Disques

Haydn secret, subtilement révélé

Depuis plusieurs années, l’organiste, claveciniste, continuiste, Yasuko Uyama-Bouvard, donne enfin libre cours à sa passion pour le pianoforte. On se souvient du concert-baptême de l’ensemble créé alors, le Salon Viennois, donné le 8 novembre 2006 dans le cadre de la saison des Arts Renaissants. Un concert au cours duquel retentissait pour la première fois les riches accents de l’instrument tant espéré, une copie, réalisée par Christopher Clarke, d’un illustre pianoforte des années 1790, signé Anton Walter, célèbre facteur viennois, et conservé au Germanisches National Museum de Nuremberg.
Voici enfin le premier enregistrement réalisé par Yasuko Uyama Bouvard sur cet instrument exceptionnel. Outre le choix de rendre justice à Joseph Haydn, à travers sa musique destinée au(x) clavier(s), la musicienne, rompue au répertoire de la Renaissance, aborde ici deux aspects complémentaires de ce classicisme triomphant : le divertissement et la profondeur préromantique.

Rappelons que Yasuko Uyama Bouvard (née à Kyoto au Japon) est venue en France en 1976 sur les conseils du grand organiste Pierre Cochereau. Munie de son diplôme d’organiste de l’Université Nationale des Arts de Tokyo, elle découvre alors les instruments historiques et approfondit sa connaissance de la musique occidentale. Elle reçoit à Paris l’enseignement d’Edouard Souberbielle et Michel Chapuis pour l’orgue, Huguette Dreyfus pour le clavecin. Elle se passionne également pour le pianoforte qu’elle approfondit auprès de Jos Van Immerseel au Conservatoire National Supérieur de Musique de Paris. Ses études seront couronnées par deux premiers prix internationaux : clavecin en 1979 au Festival Estival de Paris, et orgue au Concours International d’Orgue ibérique de Tolède en 1980.

Ainsi, dans cet album qui paraît aux éditions Hortus, Yasuko Uyama Bouvard alterne les interventions à l’orgue et au pianoforte. Sur le grand orgue baroque français de l’église Saint-Pierre des Chartreux, à Toulouse, un instrument historique Delaunay-Micot des XVIIe-XVIIIe siècles dont elle est titulaire, elle détaille avec gourmandise de délicieuses pièces composées par Haydn pour « Flötenuhr », c’est-à-dire pour horloge musicale, ou horloge à flûtes.
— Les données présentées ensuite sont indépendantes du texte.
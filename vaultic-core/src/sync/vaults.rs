// SPDX-FileCopyrightText: 2026 Vaultic Contributors
//
// SPDX-License-Identifier: GPL-3.0-or-later

//! Vault Operations
//!
//! Remote-first mutations on shares: the server acknowledges, then the
//! cache is updated. A newly created vault's key is generated locally,
//! sealed to the creator's address key for upload, and registered in the
//! key store so the vault is usable without a round-trip.

use base64::engine::general_purpose::STANDARD as BASE64;
use base64::Engine as _;

use crate::access::Plan;
use crate::crypto::SymmetricKey;
use crate::error::{EngineError, EngineResult};
use crate::item::{codec, CONTENT_FORMAT_VERSION};
use crate::keys::{envelope, ShareKey};
use crate::remote::{CreateVaultRequest, RemoteStore, UpdateVaultRequest};
use crate::share::{Share, VaultMetadata};

use super::engine::SyncEngine;

/// Returns the current Unix timestamp in seconds.
/// Falls back to 0 if the system clock is before UNIX_EPOCH (should never happen).
fn current_timestamp() -> i64 {
    std::time::SystemTime::now()
        .duration_since(std::time::UNIX_EPOCH)
        .map(|d| d.as_secs() as i64)
        .unwrap_or(0)
}

impl<'a, R: RemoteStore> SyncEngine<'a, R> {
    /// Creates a vault: generates a vault key, seals the metadata under
    /// it, wraps the key to the creator's address key, and uploads both.
    pub fn create_vault(&self, meta: &VaultMetadata) -> EngineResult<Share> {
        let vault_key = SymmetricKey::generate();
        let sealed_meta = codec::encrypt_vault_meta(meta, &vault_key)?;
        let sealed_key = envelope::seal(&self.address().public_bytes(), vault_key.as_bytes())?;

        let request = CreateVaultRequest {
            content: BASE64.encode(sealed_meta),
            content_format_version: CONTENT_FORMAT_VERSION,
            encrypted_vault_key: BASE64.encode(sealed_key),
        };
        let data = self.remote().create_vault(self.user_id(), &request)?;

        let share_key = ShareKey::new(
            data.share_id.clone(),
            data.key_rotation,
            vault_key,
            data.create_time,
        );
        self.keys().register_local(self.user_id(), &share_key)?;

        let share = Share {
            share_id: data.share_id,
            meta: meta.clone(),
            content_format_version: data.content_format_version,
            key_rotation: data.key_rotation,
            create_time: data.create_time,
        };
        self.storage()
            .upsert_shares(std::slice::from_ref(&share), self.user_id())?;
        Ok(share)
    }

    /// Updates vault metadata under the latest share key.
    pub fn update_vault(&self, share_id: &str, meta: &VaultMetadata) -> EngineResult<Share> {
        let existing = self
            .storage()
            .get_share(self.user_id(), share_id)?
            .ok_or_else(|| EngineError::ShareNotFound {
                share_id: share_id.to_string(),
            })?;

        let key = self
            .keys()
            .latest_for_share(self.user_id(), share_id, self.remote())?;
        let sealed_meta = codec::encrypt_vault_meta(meta, key.key())?;

        let request = UpdateVaultRequest {
            content: BASE64.encode(sealed_meta),
            content_format_version: CONTENT_FORMAT_VERSION,
            key_rotation: key.key_rotation,
        };
        self.remote().update_vault(share_id, &request)?;

        let share = Share {
            meta: meta.clone(),
            content_format_version: CONTENT_FORMAT_VERSION,
            key_rotation: key.key_rotation,
            ..existing
        };
        self.storage()
            .upsert_shares(std::slice::from_ref(&share), self.user_id())?;
        Ok(share)
    }

    /// Transfers vault ownership to another share. Server-side only; the
    /// local cache is unaffected until the next sync.
    pub fn transfer_ownership(
        &self,
        share_id: &str,
        new_owner_share_id: &str,
    ) -> EngineResult<()> {
        self.remote()
            .transfer_ownership(share_id, new_owner_share_id)?;
        Ok(())
    }

    /// Pins an item, mirroring the flag locally after the server ack.
    pub fn pin_item(&self, share_id: &str, item_id: &str) -> EngineResult<()> {
        self.remote().pin_item(share_id, item_id)?;
        self.storage()
            .set_pinned(self.user_id(), share_id, item_id, true)?;
        Ok(())
    }

    /// Unpins an item, mirroring the flag locally after the server ack.
    pub fn unpin_item(&self, share_id: &str, item_id: &str) -> EngineResult<()> {
        self.remote().unpin_item(share_id, item_id)?;
        self.storage()
            .set_pinned(self.user_id(), share_id, item_id, false)?;
        Ok(())
    }

    /// Leaves a share: removes the user's access remotely, then drops the
    /// share, its keys, and its items from the cache.
    pub fn delete_share(&self, share_id: &str) -> EngineResult<()> {
        self.remote().delete_user_share(share_id, self.user_id())?;
        self.storage().remove_share(share_id, self.user_id())?;
        self.keys().forget_share(share_id);
        Ok(())
    }

    /// Refreshes the entitlement snapshot from the server and caches it.
    pub fn refresh_access(&self) -> EngineResult<Plan> {
        let data = self.remote().get_access(self.user_id())?;
        let plan = Plan::from(data);
        self.storage()
            .upsert_access(&plan, self.user_id(), current_timestamp())?;
        Ok(plan)
    }

    /// Returns the cached entitlement snapshot, if any.
    pub fn cached_access(&self) -> EngineResult<Option<Plan>> {
        Ok(self.storage().get_access(self.user_id())?)
    }
}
Les organistes se sont appropriées ces œuvres brèves et légères, conçues pour le dispositif mécanique de ces horloges. Adaptées pour grand orgue, elles n’en conservent pas moins leur caractère « automate ». Yasuko Bouvard joue le jeu du charme mécanique. La registration, qui favorise évidemment les flûtes, le toucher léger plein d’esprit, le rythme immuable adopté, tout concourt à souligner la grâce innocente de ces gourmandises fraîches comme des bonbons viennois. Une musique qui s’écoute le sourire aux lèvres.

Aux commandes du somptueux pianoforte de Christopher Clarke, la musicienne retourne aux sources des sonates composée par Haydn pour cet instrument. Les couleurs convoquées par l’interprète, la richesse des phrasés, cette rigueur du jeu dans la liberté (ou peut-être l’inverse !) portent les trois œuvres choisies au paroxysme de l’expression musicale. Les deux sonates, l’une en mi bémol majeur, l’autre en ut majeur, exploitent toute la palette des possibilités musicales et expressive de l’instrument nouveau à l’époque. L’esprit de finesse, l’imagination harmonique et rythmique règnent en maître. L’interprète y ménage d’étonnants éclairages, de subtiles nuances dynamiques, sans jamais viser le spectaculaire.

Avec les célèbres « Variations en fa mineur », datées de 1793, Haydn exploite toutes les possibilités expressives d’une telle forme musicale, ouvrant la voie au Beethoven de la dernière période. Plusieurs dédicaces accompagnent la partition. Il semble que le compositeur ait souhaité rendre ici hommage à son amie viennoise Marianne von Genzinger, décédée subitement en janvier 1793. Dans ce portrait chargé d’affection et de douleur l’émotion atteint une sorte de paroxysme. La succession des variations, si magnifiquement colorées par l’interprète, balaie tous les affects possibles évoqués par les circonstances de la composition de ce chef-d’œuvre. Bouleversant témoignage de la part d’un compositeur trop souvent cantonné au rôle d’amuseur habile.

Le concert donné par Yasuko Bouvard le 9 décembre 2012 a permis aux nombreux (mais privilégiés !) présents en l’église de Saint-Pierre des Chartreux de recevoir le message vivant, la substance même extraite de cet enregistrement.